-- PROBLEM TO WORK ON --
The answer must consist of each line of the records below that contains the string "ABOUTME".

[Collected data]
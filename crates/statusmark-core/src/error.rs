// ABOUTME: Error types for host service failures surfaced by the workflows
// ABOUTME: User cancellation and validation problems are not errors and never appear here

use thiserror::Error;

pub type Result<T> = std::result::Result<T, StatusMarkError>;

type BoxError = Box<dyn std::error::Error + Send + Sync>;

#[derive(Debug, Error)]
pub enum StatusMarkError {
    #[error("IO error: {0}")]
    Io(#[from] std::io::Error),

    #[error("Failed to read setting '{key}': {source}")]
    SettingsRead {
        key: String,
        #[source]
        source: BoxError,
    },

    #[error("Failed to write settings: {source}")]
    SettingsWrite {
        #[source]
        source: BoxError,
    },

    #[error("Failed to access color customizations: {source}")]
    ColorCustomizations {
        #[source]
        source: BoxError,
    },

    #[error("Prompt failed: {reason}")]
    Prompt { reason: String },
}

impl StatusMarkError {
    /// Create a settings read error for a setting name
    pub fn settings_read<E>(key: impl Into<String>, error: E) -> Self
    where
        E: Into<BoxError>,
    {
        Self::SettingsRead {
            key: key.into(),
            source: error.into(),
        }
    }

    /// Create a settings write error
    pub fn settings_write<E>(error: E) -> Self
    where
        E: Into<BoxError>,
    {
        Self::SettingsWrite {
            source: error.into(),
        }
    }

    /// Create a color customization store error
    pub fn color_customizations<E>(error: E) -> Self
    where
        E: Into<BoxError>,
    {
        Self::ColorCustomizations {
            source: error.into(),
        }
    }

    /// Create a prompt surface error
    pub fn prompt<S: Into<String>>(reason: S) -> Self {
        Self::Prompt {
            reason: reason.into(),
        }
    }

    /// Whether the error came from one of the persisted stores
    pub fn is_store_failure(&self) -> bool {
        matches!(
            self,
            Self::Io(_)
                | Self::SettingsRead { .. }
                | Self::SettingsWrite { .. }
                | Self::ColorCustomizations { .. }
        )
    }
}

-- SOLUTION BELOW --
// ABOUTME: Error types for host service failures surfaced by the workflows
// ABOUTME: User cancellation and validation problems are not errors and never appear here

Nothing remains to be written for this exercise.